(Information supplied):
■ ■ ■

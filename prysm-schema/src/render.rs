//! Schema text generation.
//!
//! Rendering runs in two passes over a [`Schema`]:
//!
//! 1. **Uniqueness inference.** Every one-to-one relation whose backing
//!    field resolves marks that field unique. The result is kept in a
//!    [`RenderView`]; the stored schema is never modified, so rendering the
//!    same schema twice always yields the same text.
//! 2. **Emission.** Each model becomes a `model <Name> { ... }` block, with
//!    field lines first and relation lines after, both in declaration order.
//!
//! Relations whose backing field cannot be resolved degrade instead of
//! failing. Many-to-one lines are omitted and one-to-one lines switch to the
//! optional inverse shape. Each degradation is reported as a
//! [`RenderDiagnostic`].
//!
//! ```rust
//! use prysm_schema::{SchemaBuilder, ScalarType};
//!
//! let mut builder = SchemaBuilder::new();
//! builder.add_field("User", "id", ScalarType::Int, None, false);
//! builder.set_primary_key("User", "id").unwrap();
//!
//! let text = builder.generate_schema_text();
//! assert!(text.ends_with("model User {\n  id Int @id\n}"));
//! ```

use smol_str::SmolStr;
use tracing::{debug, warn};

use crate::ast::{Field, Model, Relation, RelationKind, Schema};

/// Fixed datasource block that opens every document.
pub const DATASOURCE_PREAMBLE: &str = "datasource db {\n  provider = \"postgresql\"\n  url      = env(\"DATABASE_URL\")\n}\n\n";

/// Why a relation line was degraded.
#[derive(Debug, Clone, Copy, PartialEq, Eq)]
pub enum DiagnosticKind {
    /// A many-to-one relation had no backing field and was left out.
    OmittedManyToOne,
    /// A one-to-one relation had no backing field and was rendered as the
    /// optional inverse side.
    OptionalOneToOne,
    /// An explicitly named backing field does not exist on the model.
    MissingExplicitBackingField,
}

/// A non-fatal note produced while rendering.
#[derive(Debug, Clone, PartialEq, Eq)]
pub struct RenderDiagnostic {
    /// Owning model.
    pub model: SmolStr,
    /// Relation name on the owning model.
    pub relation: SmolStr,
    /// What happened.
    pub kind: DiagnosticKind,
}

impl std::fmt::Display for RenderDiagnostic {
    fn fmt(&self, f: &mut std::fmt::Formatter<'_>) -> std::fmt::Result {
        match self.kind {
            DiagnosticKind::OmittedManyToOne => write!(
                f,
                "{}.{}: no backing field, many-to-one relation omitted",
                self.model, self.relation
            ),
            DiagnosticKind::OptionalOneToOne => write!(
                f,
                "{}.{}: no backing field, rendered as optional one-to-one",
                self.model, self.relation
            ),
            DiagnosticKind::MissingExplicitBackingField => write!(
                f,
                "{}.{}: explicit backing field does not exist",
                self.model, self.relation
            ),
        }
    }
}

/// Rendered document together with the diagnostics collected on the way.
#[derive(Debug, Clone, PartialEq, Eq)]
pub struct Rendered {
    /// The schema document.
    pub text: String,
    /// Degraded relations, in emission order.
    pub diagnostics: Vec<RenderDiagnostic>,
}

/// Read-only rendering view of a schema with inferred uniqueness applied.
#[derive(Debug)]
pub struct RenderView<'a> {
    models: Vec<ModelView<'a>>,
}

#[derive(Debug)]
struct ModelView<'a> {
    model: &'a Model,
    /// Parallel to `model.fields`; `true` when a one-to-one relation is
    /// backed by that field.
    inferred_unique: Vec<bool>,
}

impl<'a> ModelView<'a> {
    fn new(model: &'a Model) -> Self {
        let mut inferred_unique = vec![false; model.fields.len()];
        for relation in &model.relations {
            if relation.kind != RelationKind::OneToOne {
                continue;
            }
            if let Some(index) = model.backing_field_index(relation) {
                inferred_unique[index] = true;
            }
        }
        Self {
            model,
            inferred_unique,
        }
    }

    fn is_unique(&self, index: usize) -> bool {
        self.model.fields[index].is_unique || self.inferred_unique[index]
    }
}

impl<'a> RenderView<'a> {
    /// Run the inference pass over `schema`.
    pub fn new(schema: &'a Schema) -> Self {
        Self {
            models: schema.models().map(ModelView::new).collect(),
        }
    }

    /// Emit the document.
    pub fn render(&self) -> Rendered {
        let mut output = String::from(DATASOURCE_PREAMBLE);
        let mut diagnostics = Vec::new();

        for view in &self.models {
            render_model(&mut output, &mut diagnostics, view);
        }

        debug!(
            models = self.models.len(),
            diagnostics = diagnostics.len(),
            "rendered schema"
        );

        Rendered {
            text: output.trim().to_string(),
            diagnostics,
        }
    }
}

/// Render a schema to text.
pub fn render_schema(schema: &Schema) -> String {
    RenderView::new(schema).render().text
}

/// Render a schema to text and collect diagnostics.
pub fn render_with_diagnostics(schema: &Schema) -> Rendered {
    RenderView::new(schema).render()
}

fn render_model(output: &mut String, diagnostics: &mut Vec<RenderDiagnostic>, view: &ModelView<'_>) {
    let model = view.model;
    output.push_str(&format!("model {} {{\n", model.name));

    for (index, field) in model.fields.iter().enumerate() {
        output.push_str(&field_line(field, view.is_unique(index)));
        output.push('\n');
    }

    for relation in &model.relations {
        if let Some(line) = relation_line(model, relation, diagnostics) {
            output.push_str(&line);
            output.push('\n');
        }
    }

    output.push_str("}\n\n");
}

/// A field line is the field's own `Display` form, plus `@unique` when the
/// view infers it. `@unique` is the last modifier, so appending keeps the
/// `@id @default @unique` order.
fn field_line(field: &Field, is_unique: bool) -> String {
    let mut line = format!("  {}", field);
    if is_unique && !field.is_unique {
        line.push_str(" @unique");
    }
    line
}

fn relation_line(
    model: &Model,
    relation: &Relation,
    diagnostics: &mut Vec<RenderDiagnostic>,
) -> Option<String> {
    let name = &relation.name;
    let related = &relation.related_model;

    match relation.kind {
        RelationKind::OneToMany => Some(format!("  {} {}[]", name, related)),
        RelationKind::ManyToMany => {
            let canonical = crate::ast::many_to_many_name(model.name(), related);
            Some(format!("  {} {}[] @relation(\"{}\")", name, related, canonical))
        }
        RelationKind::ManyToOne => match resolve_backing(model, relation, diagnostics) {
            Some(field) => Some(format!(
                "  {} {} @relation(fields: [{}], references: [id])",
                name, related, field.name
            )),
            None => {
                warn!(
                    model = %model.name,
                    relation = %name,
                    "many-to-one relation has no backing field, omitting"
                );
                diagnostics.push(diagnostic(model, relation, DiagnosticKind::OmittedManyToOne));
                None
            }
        },
        RelationKind::OneToOne => {
            let canonical = crate::ast::one_to_one_name(model.name(), related);
            match resolve_backing(model, relation, diagnostics) {
                Some(field) => Some(format!(
                    "  {} {} @relation(name: \"{}\", fields: [{}], references: [id])",
                    name, related, canonical, field.name
                )),
                None => {
                    debug!(
                        model = %model.name,
                        relation = %name,
                        "one-to-one relation has no backing field, rendering optional side"
                    );
                    diagnostics.push(diagnostic(model, relation, DiagnosticKind::OptionalOneToOne));
                    Some(format!(
                        "  {} {}? @relation(name: \"{}\")",
                        name, related, canonical
                    ))
                }
            }
        }
    }
}

fn resolve_backing<'m>(
    model: &'m Model,
    relation: &Relation,
    diagnostics: &mut Vec<RenderDiagnostic>,
) -> Option<&'m Field> {
    let field = model.backing_field_for(relation);
    if field.is_none() {
        if let Some(explicit) = &relation.backing_field {
            warn!(
                model = %model.name,
                relation = %relation.name,
                field = %explicit,
                "explicit backing field does not exist"
            );
            diagnostics.push(diagnostic(
                model,
                relation,
                DiagnosticKind::MissingExplicitBackingField,
            ));
        }
    }
    field
}

fn diagnostic(model: &Model, relation: &Relation, kind: DiagnosticKind) -> RenderDiagnostic {
    RenderDiagnostic {
        model: model.name.clone(),
        relation: relation.name.clone(),
        kind,
    }
}

#[cfg(test)]
mod tests {
    use super::*;
    use crate::ast::{DefaultValue, ScalarType};
    use pretty_assertions::assert_eq;

    fn user_with_profile() -> Schema {
        let mut schema = Schema::new();
        let user = schema.model_entry("User");
        user.add_field(Field::new("id", ScalarType::Int).primary_key());
        user.add_field(Field::new("profileId", ScalarType::Int));
        user.add_relation(Relation::new("profile", RelationKind::OneToOne, "Profile"));

        let profile = schema.model_entry("Profile");
        profile.add_field(Field::new("id", ScalarType::Int).primary_key());
        profile.add_relation(Relation::new("user", RelationKind::OneToOne, "User"));
        schema
    }

    #[test]
    fn test_empty_schema_is_preamble_only() {
        let text = render_schema(&Schema::new());
        assert_eq!(text, DATASOURCE_PREAMBLE.trim());
    }

    #[test]
    fn test_field_line_modifier_order() {
        let field = Field::new("id", ScalarType::Int)
            .primary_key()
            .with_default(DefaultValue::ClientGeneratedId);
        assert_eq!(field_line(&field, true), "  id Int @id @default(cuid()) @unique");
    }

    #[test]
    fn test_field_line_declared_unique_not_repeated() {
        let field = Field::new("email", ScalarType::String).unique();
        assert_eq!(field_line(&field, true), "  email String @unique");
        assert_eq!(field_line(&field, true), format!("  {}", field));
    }

    #[test]
    fn test_field_line_plain() {
        let field = Field::new("createdAt", ScalarType::Date);
        assert_eq!(field_line(&field, false), "  createdAt DateTime");
    }

    #[test]
    fn test_inference_is_view_only() {
        let schema = user_with_profile();
        let text = RenderView::new(&schema).render().text;

        assert!(text.contains("  profileId Int @unique\n"));
        assert!(text.contains("  id Int @id\n"));

        let stored = schema.get_model("User").unwrap().get_field("profileId").unwrap();
        assert!(!stored.is_unique);
    }

    #[test]
    fn test_one_to_one_render() {
        let schema = user_with_profile();
        let rendered = render_with_diagnostics(&schema);

        insta::assert_snapshot!(rendered.text, @r#"
        datasource db {
          provider = "postgresql"
          url      = env("DATABASE_URL")
        }

        model User {
          id Int @id
          profileId Int @unique
          profile Profile @relation(name: "RelationBetweenProfileAndUser", fields: [profileId], references: [id])
        }

        model Profile {
          id Int @id
          user User? @relation(name: "RelationBetweenProfileAndUser")
        }
        "#);

        assert_eq!(
            rendered.diagnostics,
            vec![RenderDiagnostic {
                model: "Profile".into(),
                relation: "user".into(),
                kind: DiagnosticKind::OptionalOneToOne,
            }]
        );
    }

    #[test]
    fn test_many_to_one_without_backing_field_is_omitted() {
        let mut schema = Schema::new();
        let post = schema.model_entry("Post");
        post.add_field(Field::new("id", ScalarType::Int));
        post.add_relation(Relation::new("author", RelationKind::ManyToOne, "User"));

        let rendered = render_with_diagnostics(&schema);
        assert!(!rendered.text.contains("author"));
        assert_eq!(rendered.diagnostics.len(), 1);
        assert_eq!(rendered.diagnostics[0].kind, DiagnosticKind::OmittedManyToOne);
        assert_eq!(
            rendered.diagnostics[0].to_string(),
            "Post.author: no backing field, many-to-one relation omitted"
        );
    }

    #[test]
    fn test_explicit_backing_field() {
        let mut schema = Schema::new();
        let post = schema.model_entry("Post");
        post.add_field(Field::new("authorId", ScalarType::Int));
        post.add_field(Field::new("writer", ScalarType::Int));
        post.add_relation(
            Relation::new("author", RelationKind::ManyToOne, "User").with_backing_field("writer"),
        );

        let text = render_schema(&schema);
        assert!(text.contains("  author User @relation(fields: [writer], references: [id])"));
    }

    #[test]
    fn test_missing_explicit_backing_field_reports_twice() {
        let mut schema = Schema::new();
        let user = schema.model_entry("User");
        user.add_field(Field::new("profileId", ScalarType::Int));
        user.add_relation(
            Relation::new("profile", RelationKind::OneToOne, "Profile")
                .with_backing_field("profileRef"),
        );

        let rendered = render_with_diagnostics(&schema);
        // No fallback to inference: profileId stays non-unique.
        assert!(rendered.text.contains("  profileId Int\n"));
        assert!(rendered
            .text
            .contains("  profile Profile? @relation(name: \"RelationBetweenProfileAndUser\")"));
        let kinds: Vec<_> = rendered.diagnostics.iter().map(|d| d.kind).collect();
        assert_eq!(
            kinds,
            vec![
                DiagnosticKind::MissingExplicitBackingField,
                DiagnosticKind::OptionalOneToOne
            ]
        );
    }

    #[test]
    fn test_unsupported_type_is_verbatim() {
        let mut schema = Schema::new();
        schema
            .model_entry("Blob")
            .add_field(Field::new("payload", "Bytes"));

        assert!(render_schema(&schema).contains("  payload Bytes"));
    }

    #[test]
    fn test_render_is_deterministic() {
        let schema = user_with_profile();
        assert_eq!(render_schema(&schema), render_schema(&schema));
    }
}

■ ■ ■

Search the material above for "stored". Pull out each line where it shows up.

//!    [`RenderView`]; the stored schema is never modified, so rendering the
        let stored = schema.get_model("User").unwrap().get_field("profileId").unwrap();
        assert!(!stored.is_unique);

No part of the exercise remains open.